Your objective => Word for word, transcribe the data below from the line with "for events (deduplication)" to the line with "pub trait DomainEvent: Send", keeping both of those lines.

Items listed in a dataset:
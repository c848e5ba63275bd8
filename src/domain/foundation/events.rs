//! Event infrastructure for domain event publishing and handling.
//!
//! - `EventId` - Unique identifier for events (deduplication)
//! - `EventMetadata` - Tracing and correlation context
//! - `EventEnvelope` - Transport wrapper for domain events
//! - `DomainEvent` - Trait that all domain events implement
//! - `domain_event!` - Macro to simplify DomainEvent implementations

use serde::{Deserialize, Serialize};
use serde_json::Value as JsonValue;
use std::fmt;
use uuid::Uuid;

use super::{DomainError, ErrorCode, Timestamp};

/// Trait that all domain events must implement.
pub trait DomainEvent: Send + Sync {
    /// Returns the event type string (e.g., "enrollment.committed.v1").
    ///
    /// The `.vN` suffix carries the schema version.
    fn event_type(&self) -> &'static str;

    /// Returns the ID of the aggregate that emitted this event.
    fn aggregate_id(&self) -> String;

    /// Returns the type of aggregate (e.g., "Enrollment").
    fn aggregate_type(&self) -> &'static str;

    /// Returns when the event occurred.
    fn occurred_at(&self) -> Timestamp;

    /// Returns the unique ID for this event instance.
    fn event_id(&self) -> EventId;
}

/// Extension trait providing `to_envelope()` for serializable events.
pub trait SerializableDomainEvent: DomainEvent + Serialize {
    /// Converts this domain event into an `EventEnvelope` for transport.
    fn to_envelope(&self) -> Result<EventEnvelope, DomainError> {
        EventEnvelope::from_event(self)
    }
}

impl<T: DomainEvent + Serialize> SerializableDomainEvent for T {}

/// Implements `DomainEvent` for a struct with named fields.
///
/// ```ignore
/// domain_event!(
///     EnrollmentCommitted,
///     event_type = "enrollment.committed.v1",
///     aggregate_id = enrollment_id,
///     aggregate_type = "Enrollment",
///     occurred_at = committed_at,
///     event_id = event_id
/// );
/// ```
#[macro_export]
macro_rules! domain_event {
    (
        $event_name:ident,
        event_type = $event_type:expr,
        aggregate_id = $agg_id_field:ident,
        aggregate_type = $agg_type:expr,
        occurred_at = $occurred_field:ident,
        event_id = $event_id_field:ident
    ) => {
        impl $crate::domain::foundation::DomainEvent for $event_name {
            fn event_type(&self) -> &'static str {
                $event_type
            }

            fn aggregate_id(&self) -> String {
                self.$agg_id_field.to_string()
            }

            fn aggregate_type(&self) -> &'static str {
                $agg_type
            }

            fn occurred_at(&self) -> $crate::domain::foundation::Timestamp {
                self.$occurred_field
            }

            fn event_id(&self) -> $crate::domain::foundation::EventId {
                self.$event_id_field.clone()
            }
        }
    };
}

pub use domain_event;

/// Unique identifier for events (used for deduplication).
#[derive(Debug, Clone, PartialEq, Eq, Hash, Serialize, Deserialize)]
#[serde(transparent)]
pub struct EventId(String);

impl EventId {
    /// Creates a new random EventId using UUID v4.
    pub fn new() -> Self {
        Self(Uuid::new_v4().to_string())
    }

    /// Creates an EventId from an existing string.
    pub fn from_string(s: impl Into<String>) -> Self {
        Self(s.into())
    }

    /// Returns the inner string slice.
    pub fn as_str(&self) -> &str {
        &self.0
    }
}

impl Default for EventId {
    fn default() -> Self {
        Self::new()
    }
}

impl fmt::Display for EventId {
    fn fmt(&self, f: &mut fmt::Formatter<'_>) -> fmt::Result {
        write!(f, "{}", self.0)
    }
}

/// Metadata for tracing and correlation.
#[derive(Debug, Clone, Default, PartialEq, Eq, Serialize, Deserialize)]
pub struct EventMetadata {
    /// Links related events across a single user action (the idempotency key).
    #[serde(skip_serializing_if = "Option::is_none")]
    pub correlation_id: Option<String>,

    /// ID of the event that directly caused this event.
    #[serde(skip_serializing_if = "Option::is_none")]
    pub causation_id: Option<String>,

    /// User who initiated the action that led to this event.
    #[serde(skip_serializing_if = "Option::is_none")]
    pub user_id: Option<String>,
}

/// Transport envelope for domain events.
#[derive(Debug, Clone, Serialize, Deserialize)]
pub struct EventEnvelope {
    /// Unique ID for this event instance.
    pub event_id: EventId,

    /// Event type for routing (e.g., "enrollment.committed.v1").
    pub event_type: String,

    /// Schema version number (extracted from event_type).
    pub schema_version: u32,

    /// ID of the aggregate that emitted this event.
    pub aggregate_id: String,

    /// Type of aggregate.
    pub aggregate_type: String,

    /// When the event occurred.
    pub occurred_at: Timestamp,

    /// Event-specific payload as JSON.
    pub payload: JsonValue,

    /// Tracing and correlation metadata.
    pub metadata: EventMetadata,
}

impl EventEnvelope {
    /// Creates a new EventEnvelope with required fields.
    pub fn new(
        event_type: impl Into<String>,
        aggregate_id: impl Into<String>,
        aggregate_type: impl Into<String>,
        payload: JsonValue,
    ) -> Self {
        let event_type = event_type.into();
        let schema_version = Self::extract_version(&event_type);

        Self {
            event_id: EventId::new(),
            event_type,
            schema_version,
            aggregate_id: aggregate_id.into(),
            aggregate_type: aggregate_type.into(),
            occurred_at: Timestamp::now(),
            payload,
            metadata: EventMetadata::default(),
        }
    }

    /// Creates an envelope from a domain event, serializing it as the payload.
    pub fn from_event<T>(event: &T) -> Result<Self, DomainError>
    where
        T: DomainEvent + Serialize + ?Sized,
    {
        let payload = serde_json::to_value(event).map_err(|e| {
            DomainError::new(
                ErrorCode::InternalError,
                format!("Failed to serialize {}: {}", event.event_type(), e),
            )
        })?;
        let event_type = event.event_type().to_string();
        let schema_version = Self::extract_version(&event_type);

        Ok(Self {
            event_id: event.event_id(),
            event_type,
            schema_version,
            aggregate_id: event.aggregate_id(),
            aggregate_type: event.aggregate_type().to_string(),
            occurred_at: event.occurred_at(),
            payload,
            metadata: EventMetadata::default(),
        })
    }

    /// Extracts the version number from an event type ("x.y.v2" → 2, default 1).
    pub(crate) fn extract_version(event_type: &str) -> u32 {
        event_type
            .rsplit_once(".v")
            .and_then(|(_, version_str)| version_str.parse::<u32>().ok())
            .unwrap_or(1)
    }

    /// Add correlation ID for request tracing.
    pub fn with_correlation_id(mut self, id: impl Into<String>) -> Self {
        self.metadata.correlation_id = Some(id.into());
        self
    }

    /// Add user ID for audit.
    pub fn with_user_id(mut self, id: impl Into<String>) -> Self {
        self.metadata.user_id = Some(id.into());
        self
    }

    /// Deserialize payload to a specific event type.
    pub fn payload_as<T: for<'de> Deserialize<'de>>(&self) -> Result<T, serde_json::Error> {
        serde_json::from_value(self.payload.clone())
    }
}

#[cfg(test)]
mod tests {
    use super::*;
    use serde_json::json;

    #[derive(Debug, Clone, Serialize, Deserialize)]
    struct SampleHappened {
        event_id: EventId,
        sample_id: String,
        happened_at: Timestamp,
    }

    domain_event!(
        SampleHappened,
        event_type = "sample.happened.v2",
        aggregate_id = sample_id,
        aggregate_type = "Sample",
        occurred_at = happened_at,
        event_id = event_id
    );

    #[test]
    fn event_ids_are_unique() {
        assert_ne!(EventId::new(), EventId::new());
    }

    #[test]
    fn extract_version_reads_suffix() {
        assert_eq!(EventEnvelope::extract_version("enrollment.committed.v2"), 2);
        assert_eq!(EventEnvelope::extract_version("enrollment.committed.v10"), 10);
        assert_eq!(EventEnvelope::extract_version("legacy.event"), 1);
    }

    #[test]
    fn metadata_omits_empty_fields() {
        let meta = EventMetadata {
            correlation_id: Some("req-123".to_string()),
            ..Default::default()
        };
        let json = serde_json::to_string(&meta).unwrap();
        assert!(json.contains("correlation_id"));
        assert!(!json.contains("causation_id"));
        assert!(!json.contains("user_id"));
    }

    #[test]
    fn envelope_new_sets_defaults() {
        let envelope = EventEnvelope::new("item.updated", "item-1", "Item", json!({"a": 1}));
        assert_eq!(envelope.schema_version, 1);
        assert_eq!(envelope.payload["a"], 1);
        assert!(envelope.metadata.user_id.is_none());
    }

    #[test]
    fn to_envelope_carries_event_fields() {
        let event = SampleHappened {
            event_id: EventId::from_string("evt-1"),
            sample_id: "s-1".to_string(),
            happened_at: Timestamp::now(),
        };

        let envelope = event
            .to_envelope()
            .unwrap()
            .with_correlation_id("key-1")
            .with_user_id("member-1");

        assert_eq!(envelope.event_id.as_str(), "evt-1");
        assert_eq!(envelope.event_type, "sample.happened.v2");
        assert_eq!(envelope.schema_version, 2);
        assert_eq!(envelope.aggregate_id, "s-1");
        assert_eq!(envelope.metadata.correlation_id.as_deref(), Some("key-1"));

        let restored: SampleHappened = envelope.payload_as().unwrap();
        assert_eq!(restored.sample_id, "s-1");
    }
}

Response to the task =>
//! - `EventId` - Unique identifier for events (deduplication)
//! - `EventMetadata` - Tracing and correlation context
//! - `EventEnvelope` - Transport wrapper for domain events
//! - `DomainEvent` - Trait that all domain events implement
//! - `domain_event!` - Macro to simplify DomainEvent implementations

use serde::{Deserialize, Serialize};
use serde_json::Value as JsonValue;
use std::fmt;
use uuid::Uuid;

use super::{DomainError, ErrorCode, Timestamp};

/// Trait that all domain events must implement.
pub trait DomainEvent: Send + Sync {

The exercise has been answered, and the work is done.